[RECORDS PROVIDED — start]
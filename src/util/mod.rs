//! Shared utilities.

pub mod clock;
pub mod telemetry;

pub use clock::{Clock, FixedClock, SystemClock};
pub use telemetry::init_tracing;
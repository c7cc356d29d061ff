//! Shift slot entity: a named time window within a business day that needs
//! `required_count` confirmed members.
//!
//! The slot only guards its own fields. Whether the number of confirmed
//! assignments fits inside `required_count` is decided by
//! [`AllocationService`](crate::core::AllocationService) under the per-slot lock.

use chrono::{DateTime, Duration, NaiveTime, Utc};
use serde::{Deserialize, Serialize};

use super::error::{Result, SchedulingError};
use super::ids::{BusinessDayId, InstanceId, SlotId, TenantId};
use super::validation::{check_stored_name, validate_min, validate_name};

/// Smallest legal capacity.
pub const MIN_REQUIRED_COUNT: i32 = 1;

/// Smallest legal priority. Zero only shows up on imported legacy rows;
/// new slots are normally created with a priority of one or more.
pub const MIN_PRIORITY: i32 = 0;

/// Input for [`Slot::new`].
#[derive(Debug, Clone, Serialize, Deserialize)]
pub struct NewSlot {
    /// Owning tenant.
    pub tenant_id: TenantId,
    /// Business day the slot belongs to.
    pub business_day_id: BusinessDayId,
    /// Optional instance tag.
    pub instance_id: Option<InstanceId>,
    /// Display name.
    pub slot_name: String,
    /// Start time-of-day.
    pub start_time: NaiveTime,
    /// End time-of-day; at or before `start_time` means the shift crosses midnight.
    pub end_time: NaiveTime,
    /// Number of members the slot needs.
    pub required_count: i32,
    /// Display priority, lower first.
    pub priority: i32,
}

/// Persisted shape of a slot, one field per column.
#[derive(Debug, Clone, PartialEq, Eq, Serialize, Deserialize)]
pub struct SlotRecord {
    /// Slot id.
    pub slot_id: SlotId,
    /// Owning tenant.
    pub tenant_id: TenantId,
    /// Business day.
    pub business_day_id: BusinessDayId,
    /// Optional instance tag.
    pub instance_id: Option<InstanceId>,
    /// Display name.
    pub slot_name: String,
    /// Start time-of-day.
    pub start_time: NaiveTime,
    /// End time-of-day.
    pub end_time: NaiveTime,
    /// Capacity.
    pub required_count: i32,
    /// Display priority.
    pub priority: i32,
    /// Creation instant.
    pub created_at: DateTime<Utc>,
    /// Last mutation instant.
    pub updated_at: DateTime<Utc>,
    /// Soft-delete marker.
    pub deleted_at: Option<DateTime<Utc>>,
}

/// Shift slot.
#[derive(Debug, Clone, PartialEq, Eq)]
pub struct Slot {
    slot_id: SlotId,
    tenant_id: TenantId,
    business_day_id: BusinessDayId,
    instance_id: Option<InstanceId>,
    slot_name: String,
    start_time: NaiveTime,
    end_time: NaiveTime,
    required_count: i32,
    priority: i32,
    created_at: DateTime<Utc>,
    updated_at: DateTime<Utc>,
    deleted_at: Option<DateTime<Utc>>,
}

impl Slot {
    /// Validate input and create a live slot.
    pub fn new(now: DateTime<Utc>, input: NewSlot) -> Result<Self> {
        let tenant_id = input.tenant_id.require()?;
        let business_day_id = input.business_day_id.require()?;
        let instance_id = input.instance_id.map(InstanceId::require).transpose()?;
        Ok(Self {
            slot_id: SlotId::new(),
            tenant_id,
            business_day_id,
            instance_id,
            slot_name: validate_name("slot_name", &input.slot_name)?,
            start_time: input.start_time,
            end_time: input.end_time,
            required_count: validate_min("required_count", input.required_count, MIN_REQUIRED_COUNT)?,
            priority: validate_min("priority", input.priority, MIN_PRIORITY)?,
            created_at: now,
            updated_at: now,
            deleted_at: None,
        })
    }

    /// Rebuild a slot from storage, rejecting rows that break the invariants.
    pub fn reconstruct(record: SlotRecord) -> Result<Self> {
        let inconsistent = |message: String| SchedulingError::InconsistentRecord {
            entity: "slot",
            id: record.slot_id.to_string(),
            message,
        };
        if record.required_count < MIN_REQUIRED_COUNT {
            return Err(inconsistent(format!(
                "required_count {} is below {MIN_REQUIRED_COUNT}",
                record.required_count
            )));
        }
        if record.priority < MIN_PRIORITY {
            return Err(inconsistent(format!("negative priority {}", record.priority)));
        }
        if record.slot_id.is_nil() || record.tenant_id.is_nil() || record.business_day_id.is_nil() {
            return Err(inconsistent("missing identifier".into()));
        }
        check_stored_name("slot", record.slot_id, "slot_name", &record.slot_name)?;
        Ok(Self {
            slot_id: record.slot_id,
            tenant_id: record.tenant_id,
            business_day_id: record.business_day_id,
            instance_id: record.instance_id,
            slot_name: record.slot_name,
            start_time: record.start_time,
            end_time: record.end_time,
            required_count: record.required_count,
            priority: record.priority,
            created_at: record.created_at,
            updated_at: record.updated_at,
            deleted_at: record.deleted_at,
        })
    }

    /// Persisted shape of this slot.
    pub fn to_record(&self) -> SlotRecord {
        SlotRecord {
            slot_id: self.slot_id,
            tenant_id: self.tenant_id,
            business_day_id: self.business_day_id,
            instance_id: self.instance_id,
            slot_name: self.slot_name.clone(),
            start_time: self.start_time,
            end_time: self.end_time,
            required_count: self.required_count,
            priority: self.priority,
            created_at: self.created_at,
            updated_at: self.updated_at,
            deleted_at: self.deleted_at,
        }
    }

    /// Rename the slot.
    pub fn update_slot_name(&mut self, name: &str, now: DateTime<Utc>) -> Result<()> {
        self.slot_name = validate_name("slot_name", name)?;
        self.updated_at = now;
        Ok(())
    }

    /// Change capacity.
    ///
    /// Shrinking below the number of currently confirmed assignments is
    /// allowed here; existing over-subscription is left in place and only
    /// future allocations see the smaller capacity.
    pub fn update_required_count(&mut self, required_count: i32, now: DateTime<Utc>) -> Result<()> {
        self.required_count = validate_min("required_count", required_count, MIN_REQUIRED_COUNT)?;
        self.updated_at = now;
        Ok(())
    }

    /// Change display priority.
    pub fn update_priority(&mut self, priority: i32, now: DateTime<Utc>) -> Result<()> {
        self.priority = validate_min("priority", priority, MIN_PRIORITY)?;
        self.updated_at = now;
        Ok(())
    }

    /// Move the time window.
    pub fn update_time_window(&mut self, start_time: NaiveTime, end_time: NaiveTime, now: DateTime<Utc>) {
        self.start_time = start_time;
        self.end_time = end_time;
        self.updated_at = now;
    }

    /// Attach or clear the instance tag.
    pub fn assign_instance(&mut self, instance_id: Option<InstanceId>, now: DateTime<Utc>) -> Result<()> {
        self.instance_id = instance_id.map(InstanceId::require).transpose()?;
        self.updated_at = now;
        Ok(())
    }

    /// Soft delete.
    pub fn delete(&mut self, now: DateTime<Utc>) -> Result<()> {
        if self.deleted_at.is_some() {
            return Err(SchedulingError::AlreadyDeleted {
                entity: "slot",
                id: self.slot_id.to_string(),
            });
        }
        self.deleted_at = Some(now);
        self.updated_at = now;
        Ok(())
    }

    /// True when the window crosses midnight.
    ///
    /// An end time equal to the start time also counts as overnight: such a
    /// window is read as a full 24 hour shift rather than an empty one.
    pub fn is_overnight(&self) -> bool {
        self.end_time <= self.start_time
    }

    /// Length of the window, wrapping past midnight for overnight slots.
    pub fn duration(&self) -> Duration {
        let span = self.end_time.signed_duration_since(self.start_time);
        if self.is_overnight() {
            span + Duration::days(1)
        } else {
            span
        }
    }

    /// Whether the slot is soft-deleted.
    pub const fn is_deleted(&self) -> bool {
        self.deleted_at.is_some()
    }

    /// Slot id.
    pub const fn slot_id(&self) -> SlotId {
        self.slot_id
    }

    /// Owning tenant.
    pub const fn tenant_id(&self) -> TenantId {
        self.tenant_id
    }

    /// Business day.
    pub const fn business_day_id(&self) -> BusinessDayId {
        self.business_day_id
    }

    /// Instance tag, if any.
    pub const fn instance_id(&self) -> Option<InstanceId> {
        self.instance_id
    }

    /// Display name.
    pub fn slot_name(&self) -> &str {
        &self.slot_name
    }

    /// Start time-of-day.
    pub const fn start_time(&self) -> NaiveTime {
        self.start_time
    }

    /// End time-of-day.
    pub const fn end_time(&self) -> NaiveTime {
        self.end_time
    }

    /// Capacity.
    pub const fn required_count(&self) -> i32 {
        self.required_count
    }

    /// Display priority.
    pub const fn priority(&self) -> i32 {
        self.priority
    }

    /// Creation instant.
    pub const fn created_at(&self) -> DateTime<Utc> {
        self.created_at
    }

    /// Last mutation instant.
    pub const fn updated_at(&self) -> DateTime<Utc> {
        self.updated_at
    }

    /// Soft-delete marker.
    pub const fn deleted_at(&self) -> Option<DateTime<Utc>> {
        self.deleted_at
    }
}
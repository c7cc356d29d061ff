//! Builders to construct allocation services from configuration.

pub mod service_builder;

pub use service_builder::{build_store, ServiceBuilder, ShiftSlotServices};
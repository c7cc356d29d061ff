//! Configuration models for the store backend and lock timeouts.

pub mod allocation;

pub use allocation::{AllocationConfig, StoreBackendConfig};
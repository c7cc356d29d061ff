//! Assemble allocation services from configuration.

use std::sync::Arc;

use crate::config::{AllocationConfig, StoreBackendConfig};
use crate::core::{AllocationService, SchedulingError, ShiftStore, SlotCatalog};
use crate::infra::store::InMemoryStore;
use crate::util::clock::{Clock, SystemClock};

/// Services sharing one store.
pub struct ShiftSlotServices {
    /// Allocation protocol.
    pub allocation: AllocationService<dyn ShiftStore>,
    /// Slot maintenance.
    pub catalog: SlotCatalog<dyn ShiftStore>,
    /// The store both services run against.
    pub store: Arc<dyn ShiftStore>,
}

/// Builder for [`ShiftSlotServices`].
pub struct ServiceBuilder {
    config: AllocationConfig,
    clock: Arc<dyn Clock>,
    migrate: bool,
}

impl ServiceBuilder {
    /// Start from a configuration.
    pub fn new(config: AllocationConfig) -> Self {
        Self {
            config,
            clock: Arc::new(SystemClock),
            migrate: false,
        }
    }

    /// Configuration in use.
    pub const fn config(&self) -> &AllocationConfig {
        &self.config
    }

    /// Use a custom clock for every service.
    #[must_use]
    pub fn with_clock(mut self, clock: Arc<dyn Clock>) -> Self {
        self.clock = clock;
        self
    }

    /// Apply the schema before returning (Postgres only).
    #[must_use]
    pub const fn with_migrations(mut self, migrate: bool) -> Self {
        self.migrate = migrate;
        self
    }

    /// Validate the configuration, open the store, and wire the services.
    pub async fn build(self) -> Result<ShiftSlotServices, SchedulingError> {
        let store = build_store(&self.config, self.migrate).await?;
        Ok(ShiftSlotServices {
            allocation: AllocationService::new(Arc::clone(&store)).with_clock(Arc::clone(&self.clock)),
            catalog: SlotCatalog::new(Arc::clone(&store)).with_clock(self.clock),
            store,
        })
    }
}

/// Open the store selected by `cfg`.
pub async fn build_store(cfg: &AllocationConfig, migrate: bool) -> Result<Arc<dyn ShiftStore>, SchedulingError> {
    cfg.validate()
        .map_err(|e| SchedulingError::validation("config", format!("config invalid: {e}")))?;

    match cfg.backend {
        StoreBackendConfig::InMemory => {
            tracing::info!(lock_timeout_ms = cfg.lock_timeout_ms, "using in-memory store");
            Ok(Arc::new(InMemoryStore::with_lock_timeout(cfg.lock_timeout())))
        }
        StoreBackendConfig::Postgres => build_postgres(cfg, migrate).await,
    }
}

#[cfg(feature = "postgres")]
async fn build_postgres(cfg: &AllocationConfig, migrate: bool) -> Result<Arc<dyn ShiftStore>, SchedulingError> {
    use crate::infra::store::PostgresStore;

    let url = cfg
        .database_url
        .as_deref()
        .ok_or_else(|| SchedulingError::validation("database_url", "is required for the postgres backend"))?;
    let store = PostgresStore::connect(url, cfg.max_connections, cfg.lock_timeout()).await?;
    if migrate {
        store.migrate().await?;
    }
    Ok(Arc::new(store))
}

#[cfg(not(feature = "postgres"))]
async fn build_postgres(_cfg: &AllocationConfig, _migrate: bool) -> Result<Arc<dyn ShiftStore>, SchedulingError> {
    Err(SchedulingError::validation(
        "backend",
        "postgres backend requested but the `postgres` feature is disabled",
    ))
}
#[async_trait]
impl AssignmentRepository for InMemoryStore {
    async fn find_by_id(&self, tenant_id: TenantId, assignment_id: AssignmentId) -> Result<Assignment> {
        let record = {
            let tables = self.tables.lock();
            tables
                .assignments
                .get(&assignment_id)
                .filter(|r| r.tenant_id == tenant_id && r.deleted_at.is_none())
                .cloned()
        };
        record
            .ok_or_else(|| SchedulingError::not_found("assignment", assignment_id))
            .and_then(Assignment::reconstruct)
    }

    async fn find_by_slot_id(&self, tenant_id: TenantId, slot_id: SlotId) -> Result<Vec<Assignment>> {
        self.assignments_where(tenant_id, |r| r.slot_id == slot_id)
    }

    async fn find_by_member_id(&self, tenant_id: TenantId, member_id: MemberId) -> Result<Vec<Assignment>> {
        self.assignments_where(tenant_id, |r| r.member_id == member_id)
    }

    async fn find_confirmed_by_slot_id(&self, tenant_id: TenantId, slot_id: SlotId) -> Result<Vec<Assignment>> {
        self.assignments_where(tenant_id, |r| r.slot_id == slot_id && is_live_confirmed(r))
    }

    async fn count_confirmed_by_slot_id(&self, tenant_id: TenantId, slot_id: SlotId) -> Result<i64> {
        let tables = self.tables.lock();
        let count = tables
            .assignments
            .values()
            .filter(|r| r.tenant_id == tenant_id && r.slot_id == slot_id && is_live_confirmed(r))
            .count();
        Ok(i64::try_from(count).unwrap_or(i64::MAX))
    }

    async fn exists_by_slot_id_and_member_id(
        &self,
        tenant_id: TenantId,
        slot_id: SlotId,
        member_id: MemberId,
    ) -> Result<bool> {
        let tables = self.tables.lock();
        Ok(tables.assignments.values().any(|r| {
            r.tenant_id == tenant_id && r.slot_id == slot_id && r.member_id == member_id && is_live_confirmed(r)
        }))
    }
}

#[async_trait]
impl SlotRepository for InMemoryStore {
    async fn insert(&self, slot: &Slot) -> Result<()> {
        let mut tables = self.tables.lock();
        if tables.slots.contains_key(&slot.slot_id()) {
            return Err(SchedulingError::Backend(format!("slot {} already exists", slot.slot_id())));
        }
        tables.slots.insert(slot.slot_id(), slot.to_record());
        Ok(())
    }

    async fn find_by_id(&self, tenant_id: TenantId, slot_id: SlotId) -> Result<Slot> {
        let record = {
            let tables = self.tables.lock();
            tables
                .slots
                .get(&slot_id)
                .filter(|r| r.tenant_id == tenant_id && r.deleted_at.is_none())
                .cloned()
        };
        record
            .ok_or_else(|| SchedulingError::not_found("slot", slot_id))
            .and_then(Slot::reconstruct)
    }

    async fn find_by_business_day_id(
        &self,
        tenant_id: TenantId,
        business_day_id: BusinessDayId,
    ) -> Result<Vec<Slot>> {
        let mut records: Vec<SlotRecord> = {
            let tables = self.tables.lock();
            tables
                .slots
                .values()
                .filter(|r| {
                    r.tenant_id == tenant_id && r.business_day_id == business_day_id && r.deleted_at.is_none()
                })
                .cloned()
                .collect()
        };
        // ORDER BY priority ASC, created_at ASC
        records.sort_by(|a, b| {
            a.priority
                .cmp(&b.priority)
                .then_with(|| a.created_at.cmp(&b.created_at))
                .then_with(|| a.slot_id.cmp(&b.slot_id))
        });
        records.into_iter().map(Slot::reconstruct).collect()
    }
}
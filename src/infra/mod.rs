//! Infrastructure adapters for storage backends.

pub mod store;

pub use store::InMemoryStore;
#[cfg(feature = "postgres")]
pub use store::PostgresStore;
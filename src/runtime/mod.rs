//! Caller-facing API surface.

pub mod api;

pub use api::{allocate_member, cancel_assignment, AllocationOutcome, AllocationRequest, AllocationResponse};
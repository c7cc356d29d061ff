//! Wall-clock abstraction.
//!
//! Entities never read the clock themselves; every constructor and mutator
//! takes `now` from the caller. Services hold a [`Clock`] so tests can pin time.

use std::sync::Arc;

use chrono::{DateTime, Duration, Utc};
use parking_lot::Mutex;

/// Source of the current time.
pub trait Clock: Send + Sync {
    /// Current instant in UTC.
    fn now(&self) -> DateTime<Utc>;
}

/// Clock backed by the system time.
#[derive(Debug, Clone, Copy, Default)]
pub struct SystemClock;

impl Clock for SystemClock {
    fn now(&self) -> DateTime<Utc> {
        Utc::now()
    }
}

/// Manually driven clock for tests and replays.
#[derive(Debug, Clone)]
pub struct FixedClock {
    current: Arc<Mutex<DateTime<Utc>>>,
}

impl FixedClock {
    /// Create a clock frozen at `at`.
    pub fn new(at: DateTime<Utc>) -> Self {
        Self {
            current: Arc::new(Mutex::new(at)),
        }
    }

    /// Move the clock forward by `by`.
    pub fn advance(&self, by: Duration) {
        let mut current = self.current.lock();
        *current += by;
    }

    /// Jump to an absolute instant.
    pub fn set(&self, at: DateTime<Utc>) {
        *self.current.lock() = at;
    }
}

impl Clock for FixedClock {
    fn now(&self) -> DateTime<Utc> {
        *self.current.lock()
    }
}

impl<C: Clock + ?Sized> Clock for Arc<C> {
    fn now(&self) -> DateTime<Utc> {
        (**self).now()
    }
}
[RECORDS PROVIDED — finish]
Check each line above for "storage" and return the ones that have it.

    /// Rebuild a slot from storage, rejecting rows that break the invariants.
//! Infrastructure adapters for storage backends.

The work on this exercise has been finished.